**DIRECTIONS:** Please look for the string "BigInt" below and report every line in which it occurs.

———

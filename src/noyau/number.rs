// src/noyau/number.rs
//
// Valeur numérique immuable (feuille de l’arbre de calcul).
// Quatre représentations :
// - Decimal       : décimal exact
// - Rational      : rationnel exact
// - NumericString : littéral signé, pas encore normalisé
// - AmountString  : montant (<= 6 chiffres après la virgule)
//
// Zero et One sont des singletons partagés : `ptr_eq` suffit pour les reconnaître.
// Les conversions dérivées sont calculées une fois et gardées dans le noeud.

use num_bigint::BigInt;
use num_rational::BigRational;
use num_traits::{One, Zero};
use once_cell::sync::Lazy;
use regex::Regex;

use std::cmp::Ordering;
use std::fmt;
use std::sync::Arc;

use super::cache::{memo, ConversionCache};
use super::decimal::{Decimal, RoundingMode};
use super::error::{CalcError, Result};
use super::format::{is_amount_string, is_numeric_string, round_off, RoundingConfig, RATIONAL_DECIMAL_PLACES};
use super::json::CalcJson;
use super::operand::Operation;
use super::rational;

static RE_RECURRING: Lazy<Regex> =
    Lazy::new(|| Regex::new(r"^-?(\d+\.)(\d+r|\d*\[\d+\]r?|\d*\(\d+\)r?)$").unwrap());

static RE_LAST_DIGIT_RECURRING: Lazy<Regex> = Lazy::new(|| Regex::new(r"^-?\d*\.\d+r$").unwrap());

static RE_BRACKETS: Lazy<Regex> = Lazy::new(|| Regex::new(r"\[(\d+)\]").unwrap());

static ZERO: Lazy<Number> = Lazy::new(|| Number::from_value(NumberValue::AmountString("0".into())));

static ONE: Lazy<Number> = Lazy::new(|| Number::from_value(NumberValue::AmountString("1".into())));

/// Entrées acceptées par `Number::create`.
#[derive(Clone, Debug, PartialEq)]
pub enum Input {
    Text(String),
    Rational(BigRational),
    Decimal(Decimal),
    Float(f64),
    Integer(i64),
}

impl From<&str> for Input {
    fn from(v: &str) -> Self {
        Input::Text(v.to_string())
    }
}

impl From<String> for Input {
    fn from(v: String) -> Self {
        Input::Text(v)
    }
}

impl From<BigRational> for Input {
    fn from(v: BigRational) -> Self {
        Input::Rational(v)
    }
}

impl From<Decimal> for Input {
    fn from(v: Decimal) -> Self {
        Input::Decimal(v)
    }
}

impl From<f64> for Input {
    fn from(v: f64) -> Self {
        Input::Float(v)
    }
}

impl From<i64> for Input {
    fn from(v: i64) -> Self {
        Input::Integer(v)
    }
}

impl From<i32> for Input {
    fn from(v: i32) -> Self {
        Input::Integer(i64::from(v))
    }
}

impl From<u32> for Input {
    fn from(v: u32) -> Self {
        Input::Integer(i64::from(v))
    }
}

#[derive(Clone, Debug, PartialEq, Eq)]
pub enum NumberValue {
    Decimal(Decimal),
    Rational(BigRational),
    NumericString(String),
    AmountString(String),
}

#[derive(Clone, Copy, Debug, PartialEq, Eq)]
pub enum NumberKind {
    Decimal,
    Rational,
    NumericString,
    AmountString,
}

impl NumberKind {
    pub fn as_str(self) -> &'static str {
        match self {
            NumberKind::Decimal => "decimal",
            NumberKind::Rational => "rational",
            NumberKind::NumericString => "numeric_string",
            NumberKind::AmountString => "amount_string",
        }
    }
}

/// Forme comparable / calculable : décimal ou rationnel.
#[derive(Clone, Debug, PartialEq, Eq)]
pub enum ExactValue {
    Decimal(Decimal),
    Rational(BigRational),
}

impl ExactValue {
    pub fn to_rational(&self) -> BigRational {
        match self {
            ExactValue::Decimal(d) => d.to_rational(),
            ExactValue::Rational(r) => r.clone(),
        }
    }

    /// Décimal contre décimal, sinon rationnel contre rationnel (exact).
    pub fn cmp_exact(&self, other: &ExactValue) -> Ordering {
        match (self, other) {
            (ExactValue::Decimal(a), ExactValue::Decimal(b)) => a.cmp(b),
            _ => self.to_rational().cmp(&other.to_rational()),
        }
    }

    pub fn is_zero(&self) -> bool {
        match self {
            ExactValue::Decimal(d) => d.is_zero(),
            ExactValue::Rational(r) => r.is_zero(),
        }
    }

    pub fn is_one(&self) -> bool {
        match self {
            ExactValue::Decimal(d) => *d == Decimal::one(),
            ExactValue::Rational(r) => r.is_one(),
        }
    }
}

struct NumberInner {
    value: NumberValue,
    cache: ConversionCache,
}

#[derive(Clone)]
pub struct Number(Arc<NumberInner>);

impl Number {
    fn from_value(value: NumberValue) -> Number {
        Number(Arc::new(NumberInner {
            value,
            cache: ConversionCache::default(),
        }))
    }

    pub fn zero() -> Number {
        ZERO.clone()
    }

    pub fn one() -> Number {
        ONE.clone()
    }

    /// Normalise une entrée en valeur.
    ///
    /// - "" / "0" -> Zero, "1" -> One
    /// - montant / littéral numérique -> gardé tel quel
    /// - rationnel -> simplifié à ε = 2^-52 (sauf décimal fini)
    /// - décimal, entier, flottant -> décimal
    /// - "0.3r", "0.1(3)", "0.1[23]r" ... -> rationnel périodique exact
    pub fn create(input: impl Into<Input>) -> Result<Number> {
        match input.into() {
            Input::Text(text) => Number::from_text(text),
            Input::Rational(r) => Ok(Number::from_rational(r)),
            Input::Decimal(d) => Ok(Number::from_decimal(d)),
            Input::Integer(i) => Ok(Number::from_decimal(Decimal::from_integer(BigInt::from(i)))),
            Input::Float(f) => Decimal::from_f64(f)
                .map(Number::from_decimal)
                .ok_or_else(|| CalcError::UnsupportedArgument {
                    input: f.to_string(),
                }),
        }
    }

    fn from_text(text: String) -> Result<Number> {
        if text.is_empty() || text == "0" {
            return Ok(Number::zero());
        }
        if text == "1" {
            return Ok(Number::one());
        }

        if is_amount_string(&text) {
            return Ok(Number::from_value(NumberValue::AmountString(text)));
        }
        if is_numeric_string(&text) {
            return Ok(Number::from_value(NumberValue::NumericString(text)));
        }

        if RE_RECURRING.is_match(&text) {
            let only_last_digit = RE_LAST_DIGIT_RECURRING.is_match(&text);

            let mut normalized = text.strip_suffix('r').unwrap_or(&text).to_string();

            if only_last_digit {
                // "0.13" -> "0.1(3)"
                if let Some(last) = normalized.pop() {
                    normalized.push('(');
                    normalized.push(last);
                    normalized.push(')');
                }
            } else if normalized.contains('[') {
                normalized = RE_BRACKETS.replace(&normalized, "($1)").into_owned();
            }

            if let Some(r) = rational::parse(&normalized) {
                return Ok(Number::from_value(NumberValue::Rational(r)));
            }
        }

        Err(CalcError::UnsupportedArgument { input: text })
    }

    /// Rationnel simplifié à ε près (borne la taille des dénominateurs).
    /// Un décimal fini reste exact : même valeur qu’en arithmétique décimale.
    pub fn from_rational(r: BigRational) -> Number {
        if rational::is_finite_decimal(&r) {
            return Number::from_value(NumberValue::Rational(r));
        }
        let simplified = rational::simplify(&r, &rational::default_epsilon());
        Number::from_value(NumberValue::Rational(simplified))
    }

    /// Rationnel tel quel, sans simplification (conversion exacte d’une chaîne).
    pub(crate) fn from_exact_rational(r: BigRational) -> Number {
        Number::from_value(NumberValue::Rational(r))
    }

    pub fn from_decimal(d: Decimal) -> Number {
        Number::from_value(NumberValue::Decimal(d))
    }

    pub fn value(&self) -> &NumberValue {
        &self.0.value
    }

    pub fn kind(&self) -> NumberKind {
        match &self.0.value {
            NumberValue::Decimal(_) => NumberKind::Decimal,
            NumberValue::Rational(_) => NumberKind::Rational,
            NumberValue::NumericString(_) => NumberKind::NumericString,
            NumberValue::AmountString(_) => NumberKind::AmountString,
        }
    }

    /// Même noeud (même allocation), pas seulement même valeur.
    pub fn ptr_eq(&self, other: &Number) -> bool {
        Arc::ptr_eq(&self.0, &other.0)
    }

    pub fn to_decimal(&self) -> Result<Decimal> {
        match &self.0.value {
            NumberValue::Decimal(d) => Ok(d.clone()),
            NumberValue::Rational(r) => memo(&self.0.cache.decimal, || {
                Ok(Decimal::from_rational(
                    r,
                    RATIONAL_DECIMAL_PLACES,
                    RoundingMode::HalfCeil,
                ))
            }),
            NumberValue::NumericString(s) | NumberValue::AmountString(s) => {
                memo(&self.0.cache.decimal, || {
                    Decimal::parse(s).ok_or_else(|| CalcError::UnsupportedArgument {
                        input: s.clone(),
                    })
                })
            }
        }
    }

    pub fn to_rational(&self) -> Result<BigRational> {
        match &self.0.value {
            NumberValue::Rational(r) => Ok(r.clone()),
            NumberValue::Decimal(d) => memo(&self.0.cache.rational, || Ok(d.to_rational())),
            NumberValue::NumericString(s) | NumberValue::AmountString(s) => {
                memo(&self.0.cache.rational, || {
                    rational::parse(s).ok_or_else(|| CalcError::UnsupportedArgument {
                        input: s.clone(),
                    })
                })
            }
        }
    }

    /// Rationnel si la valeur est rationnelle, décimal sinon.
    pub fn to_exact(&self) -> Result<ExactValue> {
        match &self.0.value {
            NumberValue::Rational(r) => Ok(ExactValue::Rational(r.clone())),
            _ => Ok(ExactValue::Decimal(self.to_decimal()?)),
        }
    }

    pub fn is_zero(&self) -> Result<bool> {
        if self.ptr_eq(&ZERO) {
            return Ok(true);
        }
        Ok(self.to_exact()?.is_zero())
    }

    pub fn is_one(&self) -> Result<bool> {
        if self.ptr_eq(&ONE) {
            return Ok(true);
        }
        Ok(self.to_exact()?.is_one())
    }

    pub fn to_amount_string(&self) -> Result<String> {
        if let NumberValue::AmountString(s) = &self.0.value {
            return Ok(s.clone());
        }
        memo(&self.0.cache.amount, || {
            Ok(round_off(&self.to_exact()?, &RoundingConfig::default()))
        })
    }

    /// Comme `to_amount_string`, avec une politique d’arrondi explicite (non mémorisé).
    pub fn to_amount_string_with(&self, config: &RoundingConfig) -> Result<String> {
        if let NumberValue::AmountString(s) = &self.0.value {
            return Ok(s.clone());
        }
        Ok(round_off(&self.to_exact()?, config))
    }

    pub fn to_json(&self) -> Result<CalcJson> {
        if self.is_one()? {
            return Ok(CalcJson::number("1"));
        }
        if self.is_zero()? {
            return Ok(CalcJson::number("0"));
        }

        Ok(match &self.0.value {
            NumberValue::Rational(r) => {
                if r.denom().is_one() {
                    CalcJson::number(r.numer().to_str_radix(10))
                } else {
                    CalcJson::calculation(
                        CalcJson::number(r.numer().to_str_radix(10)),
                        Operation::Divide,
                        CalcJson::number(r.denom().to_str_radix(10)),
                    )
                }
            }
            NumberValue::Decimal(d) => CalcJson::number(d.to_string()),
            NumberValue::NumericString(s) | NumberValue::AmountString(s) => CalcJson::number(s.clone()),
        })
    }

    /// Écriture relisible dans un texte de calcul : un rationnel dont la période
    /// est trop longue pour s’écrire devient "(n / d)".
    pub(crate) fn to_operand_text(&self) -> String {
        if let NumberValue::Rational(r) = &self.0.value {
            if rational::exact_recurring_string(r).is_none() {
                return format!("({} / {})", r.numer(), r.denom());
            }
        }
        self.to_string()
    }

    pub(crate) fn dispose(&self) {
        self.0.cache.dispose();
    }

    #[cfg(test)]
    pub(crate) fn cache(&self) -> &ConversionCache {
        &self.0.cache
    }
}

impl fmt::Display for Number {
    fn fmt(&self, f: &mut fmt::Formatter<'_>) -> fmt::Result {
        match &self.0.value {
            NumberValue::Decimal(d) => write!(f, "{d}"),
            NumberValue::NumericString(s) | NumberValue::AmountString(s) => f.write_str(s),
            NumberValue::Rational(r) => {
                if let Some(s) = self.0.cache.string.lock().as_ref() {
                    return f.write_str(s);
                }
                let s = rational::to_recurring_string(r);
                f.write_str(&s)?;
                *self.0.cache.string.lock() = Some(s);
                Ok(())
            }
        }
    }
}

impl fmt::Debug for Number {
    fn fmt(&self, f: &mut fmt::Formatter<'_>) -> fmt::Result {
        f.debug_tuple("Number")
            .field(&self.kind())
            .field(&self.to_string())
            .finish()
    }
}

———

**WRITTEN REPLY:**
use num_bigint::BigInt;
            Input::Integer(i) => Ok(Number::from_decimal(Decimal::from_integer(BigInt::from(i)))),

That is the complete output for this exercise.